SIMPLES, DELICADO E COMPORTADO...

★★★★★★★☆
Título: Moonlight
Ano: 2016
Gênero: Drama
Classificação: 14 anos
Direção: Barry Jenkins
Elenco: Mahershala Ali, Janelle Monae, Naomi Harris, Trevante Hodes, Andre Holland
País: Estados Unidos
Duração: 110 min.

SOBRE O QUE É O FILME?
Uma história sobre auto-descobertas, contando a história de um jovem negro, de sua infância até a vida adulta, ao mesmo tempo que se esforça para encontrar seu lugar no mundo em meio à hostilidade das condições sociais e urbanas na qual vive.

O QUE TENHO A DIZER...
Moonlight é o segundo filme de Barry Jenkins como diretor e roteirista, baseado em um projeto teatral de Tarell Alvin McCraney, escrito em 2003. Entitulada In The Moonlight Black Boys Look Blue (Sob a Luz do Luar Garotos Negros Ficam Azuis), a peça só foi sair do papel uma década depois para servir de base para o roteiro do filme. E em 2013, durante o Festival de Telluride, Jenkins apresentou o roteiro aos executivos da Plan B, produtora de Brad Pitt, a qual aceitou de imediato financiar o projeto.

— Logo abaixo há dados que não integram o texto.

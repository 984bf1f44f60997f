use axum::extract::{FromRequestParts, Query as AxumQuery};
use axum::http::request::Parts;
use axum_extra::extract::Query as MultiQuery;
use derive_more::{Deref, DerefMut, From};
use serde::de::DeserializeOwned;

use super::clip;
use crate::handler::{Error, ErrorKind};

/// Query string extractor that accepts repeated keys.
///
/// `?status=ACTIVE&status=ARCHIVED` fills a `Vec<InstitutionUserStatus>`.
///
/// ```rust,no_run
/// use authz_server::extract::Query;
/// use serde::Deserialize;
///
/// #[derive(Deserialize)]
/// struct SearchParams {
///     search: Option<String>,
///     #[serde(default)]
///     status: Vec<String>,
/// }
///
/// async fn search(Query(params): Query<SearchParams>) {
///     let _ = (params.search, params.status);
/// }
/// ```
#[must_use]
#[derive(Debug, Clone, Copy, Default, Deref, DerefMut, From)]
pub struct Query<T>(pub T);

impl<T, S> FromRequestParts<S> for Query<T>
where
    T: DeserializeOwned,
    S: Send + Sync,
{
    type Rejection = Error<'static>;

    async fn from_request_parts(parts: &mut Parts, state: &S) -> Result<Self, Self::Rejection> {
        MultiQuery::<T>::from_request_parts(parts, state)
            .await
            .map(|MultiQuery(value)| Self(value))
            .map_err(|rejection| query_error(&rejection.to_string()))
    }
}

fn query_error(detail: &str) -> Error<'static> {
    tracing::debug!(target: "authz_server::extract::query", %detail, "query string rejected");

    match backticked(detail) {
        Some(field) if detail.contains("missing field") => ErrorKind::BadRequest
            .with_message(format!("Query parameter '{field}' is required")),
        Some(value) if detail.contains("unknown variant") => ErrorKind::BadRequest
            .with_message(format!("'{value}' is not an accepted value"))
            .with_context(clip(detail, 2, 200)),
        _ => ErrorKind::BadRequest
            .with_message("The query string has the wrong format")
            .with_context(clip(detail, 2, 200)),
    }
}

/// First `` `quoted` `` token of a serde message.
fn backticked(detail: &str) -> Option<&str> {
    let (_, rest) = detail.split_once('`')?;
    rest.split_once('`').map(|(token, _)| token)
}

impl<T> aide::OperationInput for Query<T>
where
    T: schemars::JsonSchema,
{
    fn operation_input(
        ctx: &mut aide::generate::GenContext,
        operation: &mut aide::openapi::Operation,
    ) {
        AxumQuery::<T>::operation_input(ctx, operation);
    }
}

#[cfg(test)]
mod tests {
    use super::*;

    #[test]
    fn quoted_token() {
        assert_eq!(backticked("missing field `limit`"), Some("limit"));
        assert_eq!(backticked("unknown variant `GONE`, expected one of"), Some("GONE"));
        assert_eq!(backticked("no quotes"), None);
    }

    #[test]
    fn missing_field_names_the_parameter() {
        let error = query_error("missing field `limit`");
        assert_eq!(error.kind(), ErrorKind::BadRequest);
        assert!(error.message().unwrap_or_default().contains("'limit'"));
    }

    #[test]
    fn unknown_variant_names_the_value() {
        let error = query_error("unknown variant `GONE`, expected `ACTIVE` or `ARCHIVED`");
        assert!(error.message().unwrap_or_default().contains("'GONE'"));
    }
}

Não é para menos. O longa tem todos as características e aspectos de outros filmes que a Plan B tem priorizado nos últimos anos, principalmente a roteiros com temáticas raciais e mais autobiográficos, resultando no razoável sucesso de público do filme, de sua popularização e reconhecimento mundial, tal qual os títulos anteriores, como 12 Anos de Escravidão (2013) e Selma (2014).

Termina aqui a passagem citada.